Ya know, I wonder if anyone even considers my advice here. I kill a LOT of threads. Or, I'm just ignored. No matter. After forty years of this, I do know a few things, LOL! I only WISH I had “Tales of Enchantment: The Art of Magic” by Walt Anthony when I first started in 1971!

I would not have made the mistakes I made! Naturally, when I see, "Best Tricks That Tell A Story", I wanna tell everyone that EVERY effect has a story! How creative ARE you? And are you a MAGICIAN or a trickster? Showing tricks like they are puzzles to solve? Or taking your victi...er, spectator on an Enchanted Journey, "down the rabbit hole", so to speak?

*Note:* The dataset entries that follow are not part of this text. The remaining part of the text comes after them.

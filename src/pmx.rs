//! PMX model description produced by the converter.
//!
//! Binary serialization is left to the host; everything here derives
//! `Serialize` so the model can be inspected as JSON.

use nalgebra::{UnitQuaternion, Vector2, Vector3, Vector4};
use serde::{Deserialize, Serialize};

bitflags::bitflags! {
    /// Bone capability flags.
    #[derive(Debug, Clone, Copy, PartialEq, Eq, Serialize, Deserialize)]
    #[serde(transparent)]
    pub struct BoneFlags: u16 {
        /// Tail points at another bone instead of a fixed offset.
        const TO_BONE = 0x0001;
        const ROTATION = 0x0002;
        const TRANSLATION = 0x0004;
        const VISIBLE = 0x0008;
        const ENABLED = 0x0010;
        const IK = 0x0020;
        /// Inherits rotation from the append parent.
        const APPEND_ROTATION = 0x0100;
        const APPEND_TRANSLATION = 0x0200;
    }
}

impl Default for BoneFlags {
    fn default() -> Self {
        BoneFlags::VISIBLE | BoneFlags::ENABLED
    }
}

bitflags::bitflags! {
    /// Material drawing flags.
    #[derive(Debug, Clone, Copy, PartialEq, Eq, Serialize, Deserialize)]
    #[serde(transparent)]
    pub struct MaterialFlags: u8 {
        const CULL_NONE = 0x01;
        const SHADOW = 0x02;
        const SELF_SHADOW_MAP = 0x04;
        const SELF_SHADOW = 0x08;
        const EDGE = 0x10;
    }
}

/// Where a bone's display tail points. Never affects skinning.
#[derive(Debug, Clone, Copy, Serialize, Deserialize, PartialEq)]
pub enum BoneTail {
    /// Another bone, or no bone at all (`None`).
    Bone(Option<usize>),
    /// Fixed offset from the bone's own position.
    Offset(Vector3<f32>),
}

/// One IK chain link.
#[derive(Debug, Clone, Serialize, Deserialize, PartialEq)]
pub struct IkLink {
    pub bone_index: usize,
    /// Angular box `(lower, upper)` in radians, `None` when unconstrained.
    pub limit: Option<(Vector3<f32>, Vector3<f32>)>,
}

/// IK solver settings attached to an IK bone.
#[derive(Debug, Clone, Serialize, Deserialize, PartialEq)]
pub struct PmxIk {
    pub target_bone_index: usize,
    pub loop_count: u32,
    /// Per-iteration angle limit in radians.
    pub angle_limit: f32,
    pub links: Vec<IkLink>,
}

/// Rotation inherited from another bone.
#[derive(Debug, Clone, Copy, Serialize, Deserialize, PartialEq)]
pub struct AppendParent {
    pub bone_index: usize,
    pub ratio: f32,
}

#[derive(Debug, Clone, Serialize, Deserialize, PartialEq)]
pub struct PmxBone {
    pub name: String,
    pub name_english: String,
    /// World-space rest position.
    pub initial_position: Vector3<f32>,
    /// World-space posed position.
    pub current_position: Vector3<f32>,
    pub initial_rotation: UnitQuaternion<f32>,
    /// Pose rotation relative to the rest pose.
    pub current_rotation: UnitQuaternion<f32>,
    pub parent_index: Option<usize>,
    pub bone_index: usize,
    pub tail: BoneTail,
    pub flags: BoneFlags,
    pub level: i32,
    pub ik: Option<PmxIk>,
    pub append_parent: Option<AppendParent>,
}

impl PmxBone {
    pub fn has_flag(&self, flag: BoneFlags) -> bool {
        self.flags.contains(flag)
    }
}

/// Vertex deformation scheme, derived from the number of set weight slots.
#[derive(Debug, Clone, Copy, Serialize, Deserialize, PartialEq, Eq)]
pub enum Deformation {
    /// Static vertex, not attached to any bone.
    None,
    Bdef1,
    Bdef2,
    Bdef4,
}

impl Deformation {
    /// Scheme for an influence count; `None` for counts PMX cannot express.
    pub fn from_influence_count(count: usize) -> Option<Self> {
        match count {
            0 => Some(Deformation::None),
            1 => Some(Deformation::Bdef1),
            2 => Some(Deformation::Bdef2),
            4 => Some(Deformation::Bdef4),
            _ => None,
        }
    }
}

#[derive(Debug, Clone, Copy, Serialize, Deserialize, PartialEq)]
pub struct BoneWeight {
    pub bone_index: usize,
    pub weight: f32,
}

#[derive(Debug, Clone, Serialize, Deserialize, PartialEq)]
pub struct PmxVertex {
    pub position: Vector3<f32>,
    pub normal: Vector3<f32>,
    pub uv: Vector2<f32>,
    pub edge_scale: f32,
    pub deformation: Deformation,
    pub bone_weights: [Option<BoneWeight>; 4],
}

impl PmxVertex {
    /// Set weight slots in slot order.
    pub fn weights(&self) -> impl Iterator<Item = &BoneWeight> {
        self.bone_weights.iter().flatten()
    }

    pub fn weight_sum(&self) -> f32 {
        self.weights().map(|w| w.weight).sum()
    }
}

#[derive(Debug, Clone, Serialize, Deserialize, PartialEq)]
pub struct PmxMaterial {
    pub name: String,
    pub name_english: String,
    pub diffuse: Vector4<f32>,
    pub specular: Vector3<f32>,
    pub specular_power: f32,
    pub ambient: Vector3<f32>,
    pub flags: MaterialFlags,
    pub edge_color: Vector4<f32>,
    pub edge_size: f32,
    pub texture_file_name: String,
    /// Number of face indices drawn with this material.
    pub applied_face_vertex_count: u32,
}

/// Control panel a morph appears in.
#[derive(Debug, Clone, Copy, Serialize, Deserialize, PartialEq, Eq)]
pub enum MorphPanel {
    Eyebrow,
    Eye,
    Mouth,
    Other,
}

#[derive(Debug, Clone, Copy, Serialize, Deserialize, PartialEq)]
pub struct VertexMorphOffset {
    pub index: usize,
    pub offset: Vector3<f32>,
}

#[derive(Debug, Clone, Serialize, Deserialize, PartialEq)]
pub struct PmxMorph {
    pub name: String,
    pub name_english: String,
    pub panel: MorphPanel,
    pub offsets: Vec<VertexMorphOffset>,
}

#[derive(Debug, Clone, Copy, Serialize, Deserialize, PartialEq, Eq)]
pub enum NodeElement {
    Bone(usize),
    Morph(usize),
}

/// Display group.
#[derive(Debug, Clone, Serialize, Deserialize, PartialEq)]
pub struct PmxNode {
    pub name: String,
    pub name_english: String,
    pub is_special: bool,
    pub elements: Vec<NodeElement>,
}

#[derive(Debug, Clone, Copy, Serialize, Deserialize, PartialEq, Eq)]
pub enum RigidBodyShape {
    Sphere,
    Box,
    Capsule,
}

#[derive(Debug, Clone, Serialize, Deserialize, PartialEq)]
pub struct PmxRigidBody {
    pub name: String,
    pub name_english: String,
    pub bone_index: Option<usize>,
    pub shape: RigidBodyShape,
    pub size: Vector3<f32>,
    pub position: Vector3<f32>,
    pub rotation: Vector3<f32>,
    pub mass: f32,
    pub is_dynamic: bool,
}

#[derive(Debug, Clone, Serialize, Deserialize, PartialEq)]
pub struct PmxJoint {
    pub name: String,
    pub name_english: String,
    pub body_a: usize,
    pub body_b: usize,
    pub position: Vector3<f32>,
    pub rotation: Vector3<f32>,
}

#[derive(Debug, Clone, Default, Serialize, Deserialize, PartialEq)]
pub struct PmxModel {
    pub name: String,
    pub name_english: String,
    pub comment: String,
    pub comment_english: String,
    pub vertices: Vec<PmxVertex>,
    pub face_triangles: Vec<u32>,
    pub materials: Vec<PmxMaterial>,
    pub bones: Vec<PmxBone>,
    pub morphs: Vec<PmxMorph>,
    pub nodes: Vec<PmxNode>,
    pub rigid_bodies: Vec<PmxRigidBody>,
    pub joints: Vec<PmxJoint>,
}

impl PmxModel {
    /// Index of the first bone with the given local name.
    pub fn find_bone(&self, name: &str) -> Option<usize> {
        self.bones.iter().position(|bone| bone.name == name)
    }
}
//! Bone hierarchy built from the flat skeleton arrays.

use nalgebra::{Matrix4, Translation3, UnitQuaternion, Vector3};

use crate::config::ConversionConfig;
use crate::coords::{to_pmx_position, to_pmx_rotation};
use crate::correction::matrix_translation;
use crate::error::{ConvertError, Result};
use crate::source::SourceAvatar;

/// One bone of the hierarchy, addressed by its skeleton index.
#[derive(Debug, Clone, PartialEq)]
pub struct BoneNode {
    pub index: usize,
    /// Display path, e.g. `"MODEL_00/BASE/KOSHI"`.
    pub path: String,
    pub parent: Option<usize>,
    pub children: Vec<usize>,
    /// Local translation in PMX space (scaled).
    pub local_position: Vector3<f32>,
    /// Local rotation in PMX space.
    pub local_rotation: UnitQuaternion<f32>,
    /// World-space rest position in PMX space (scaled).
    pub world_position: Vector3<f32>,
}

/// Arena of [`BoneNode`]s in skeleton order.
#[derive(Debug, Clone, Default, PartialEq)]
pub struct BoneHierarchy {
    pub nodes: Vec<BoneNode>,
}

impl BoneHierarchy {
    pub fn len(&self) -> usize {
        self.nodes.len()
    }

    pub fn is_empty(&self) -> bool {
        self.nodes.is_empty()
    }

    /// Children of `node`, in skeleton order.
    pub fn children_of<'a>(&'a self, node: &'a BoneNode) -> impl Iterator<Item = &'a BoneNode> {
        node.children
            .iter()
            .filter_map(|&child| self.nodes.get(child))
    }
}

/// Build the bone hierarchy of an avatar.
///
/// Local transforms are converted into PMX space here; world rest positions
/// are composed parent-first.
pub fn build_hierarchy(avatar: &SourceAvatar, config: &ConversionConfig) -> Result<BoneHierarchy> {
    let skeleton = &avatar.skeleton;
    let transforms = &avatar.pose.transforms;

    if skeleton.nodes.len() != skeleton.node_ids.len() {
        return Err(ConvertError::InvalidSourceData(format!(
            "skeleton has {} nodes but {} node ids",
            skeleton.nodes.len(),
            skeleton.node_ids.len()
        )));
    }
    if transforms.len() != skeleton.len() {
        return Err(ConvertError::InvalidSourceData(format!(
            "skeleton has {} bones but the pose has {} transforms",
            skeleton.len(),
            transforms.len()
        )));
    }

    let scale = config.position_scale();
    let mut nodes = Vec::with_capacity(skeleton.len());

    for (index, (node, bone_id)) in skeleton.nodes.iter().zip(&skeleton.node_ids).enumerate() {
        if let Some(parent) = node.parent
            && parent >= skeleton.len()
        {
            return Err(ConvertError::InvalidSourceData(format!(
                "bone #{} has parent #{} outside the skeleton",
                index, parent
            )));
        }

        let path = avatar
            .bone_names
            .get(bone_id)
            .cloned()
            .ok_or(ConvertError::UnnamedBone { bone_id: *bone_id })?;

        let transform = &transforms[index];
        nodes.push(BoneNode {
            index,
            path,
            parent: node.parent,
            children: Vec::new(),
            local_position: to_pmx_position(transform.translation, scale),
            local_rotation: to_pmx_rotation(transform.rotation),
            world_position: Vector3::zeros(),
        });
    }

    let root_count = nodes.iter().filter(|node| node.parent.is_none()).count();
    if !nodes.is_empty() && root_count != 1 {
        return Err(ConvertError::InvalidSourceData(format!(
            "skeleton must have exactly one root bone (found {})",
            root_count
        )));
    }

    for index in 0..nodes.len() {
        if let Some(parent) = nodes[index].parent {
            nodes[parent].children.push(index);
        }
    }

    let locals: Vec<Matrix4<f32>> = nodes
        .iter()
        .map(|node| {
            Translation3::from(node.local_position).to_homogeneous()
                * node.local_rotation.to_homogeneous()
        })
        .collect();
    let parents: Vec<Option<usize>> = nodes.iter().map(|node| node.parent).collect();
    let worlds = compute_world_matrices(&locals, &parents)?;

    for (node, world) in nodes.iter_mut().zip(&worlds) {
        node.world_position = matrix_translation(world);
    }

    Ok(BoneHierarchy { nodes })
}

/// Compute world matrices from local transforms and parent links.
pub(crate) fn compute_world_matrices(
    local_matrices: &[Matrix4<f32>],
    parents: &[Option<usize>],
) -> Result<Vec<Matrix4<f32>>> {
    let mut worlds = vec![Matrix4::<f32>::identity(); local_matrices.len()];
    let mut resolved = vec![false; local_matrices.len()];

    for index in 0..local_matrices.len() {
        if resolved[index] {
            continue;
        }

        // Walk up to the first resolved ancestor, then resolve back down.
        let mut chain = vec![index];
        let mut current = index;
        while let Some(parent) = parents[current] {
            if resolved[parent] {
                break;
            }
            if chain.contains(&parent) {
                return Err(ConvertError::InvalidSourceData(format!(
                    "bone #{} is part of a parent cycle",
                    parent
                )));
            }
            chain.push(parent);
            current = parent;
        }

        for &node in chain.iter().rev() {
            worlds[node] = match parents[node] {
                Some(parent) => worlds[parent] * local_matrices[node],
                None => local_matrices[node],
            };
            resolved[node] = true;
        }
    }

    Ok(worlds)
}

#[cfg(test)]
mod tests {
    use std::collections::HashMap;

    use super::*;
    use crate::source::{SkeletonNode, SourcePose, SourceSkeleton, SourceTransform};

    fn avatar(parents: &[Option<usize>], transforms: Vec<SourceTransform>) -> SourceAvatar {
        let node_ids: Vec<u32> = (0..parents.len() as u32).map(|i| 100 + i).collect();
        let bone_names: HashMap<u32, String> = node_ids
            .iter()
            .enumerate()
            .map(|(i, id)| (*id, if i == 0 { String::new() } else { format!("B{i}") }))
            .collect();

        SourceAvatar {
            name: "test".to_string(),
            skeleton: SourceSkeleton {
                nodes: parents
                    .iter()
                    .map(|parent| SkeletonNode { parent: *parent })
                    .collect(),
                node_ids,
            },
            pose: SourcePose { transforms },
            bone_names,
        }
    }

    fn translated(x: f32, y: f32, z: f32) -> SourceTransform {
        SourceTransform {
            translation: Vector3::new(x, y, z),
            ..SourceTransform::default()
        }
    }

    #[test]
    fn given_chain_when_building_then_world_positions_accumulate_in_pmx_space() {
        let avatar = avatar(
            &[None, Some(0), Some(1)],
            vec![
                translated(0.0, 0.0, 0.0),
                translated(1.0, 1.0, 0.0),
                translated(0.0, 1.0, 0.5),
            ],
        );

        let hierarchy =
            build_hierarchy(&avatar, &ConversionConfig::minimal()).expect("hierarchy should build");

        assert_eq!(hierarchy.nodes[0].children, vec![1]);
        assert_eq!(hierarchy.nodes[2].parent, Some(1));
        assert!((hierarchy.nodes[2].world_position - Vector3::new(-1.0, 2.0, 0.5)).norm() < 1e-5);
    }

    #[test]
    fn given_rotated_parent_when_building_then_child_position_is_rotated() {
        let mut parent = translated(0.0, 1.0, 0.0);
        parent.rotation = UnitQuaternion::from_euler_angles(0.0, std::f32::consts::FRAC_PI_2, 0.0);
        let avatar = avatar(&[None, Some(0)], vec![parent, translated(0.0, 0.0, 1.0)]);

        let hierarchy =
            build_hierarchy(&avatar, &ConversionConfig::minimal()).expect("hierarchy should build");

        // Source: rotate (0,0,1) by +90° about Y -> (1,0,0); plus (0,1,0) -> (1,1,0).
        // PMX mirrors X.
        assert!((hierarchy.nodes[1].world_position - Vector3::new(-1.0, 1.0, 0.0)).norm() < 1e-5);
    }

    #[test]
    fn given_pose_length_mismatch_when_building_then_error_is_returned() {
        let avatar = avatar(&[None, Some(0)], vec![SourceTransform::default()]);
        let result = build_hierarchy(&avatar, &ConversionConfig::minimal());
        assert!(matches!(result, Err(ConvertError::InvalidSourceData(_))));
    }

    #[test]
    fn given_unnamed_bone_when_building_then_error_is_returned() {
        let mut avatar = avatar(&[None], vec![SourceTransform::default()]);
        avatar.bone_names.clear();
        let result = build_hierarchy(&avatar, &ConversionConfig::minimal());
        assert_eq!(result, Err(ConvertError::UnnamedBone { bone_id: 100 }));
    }

    #[test]
    fn given_parent_cycle_when_building_then_error_is_returned() {
        let avatar = avatar(
            &[None, Some(2), Some(1)],
            vec![SourceTransform::default(); 3],
        );
        let result = build_hierarchy(&avatar, &ConversionConfig::minimal());
        assert!(matches!(result, Err(ConvertError::InvalidSourceData(_))));
    }
}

It goes from "How did you DO that?" to, "Oh, wow! That was like real MAGIC!" Well, “Tales of Enchantment: The Art of Magic”, by Walt Anthony is the book you want. It shows you, for example, how to take a tacky, intelligence-insulting trick like the Sliding Die Box, and turn it into The Wizard's Herb Chest, along with an appropriate tale.

That effect is TOTALLY transformed! Today, even my Cups & Balls effect has a story! Really think about WHY you are doing what you do. Why does the ball vanish or change color? Why does the ball FLOAT? What Wizardry is going on around us that makes this stuff happen? What Alien presence is causing this? The government knows more than it's telling...etc.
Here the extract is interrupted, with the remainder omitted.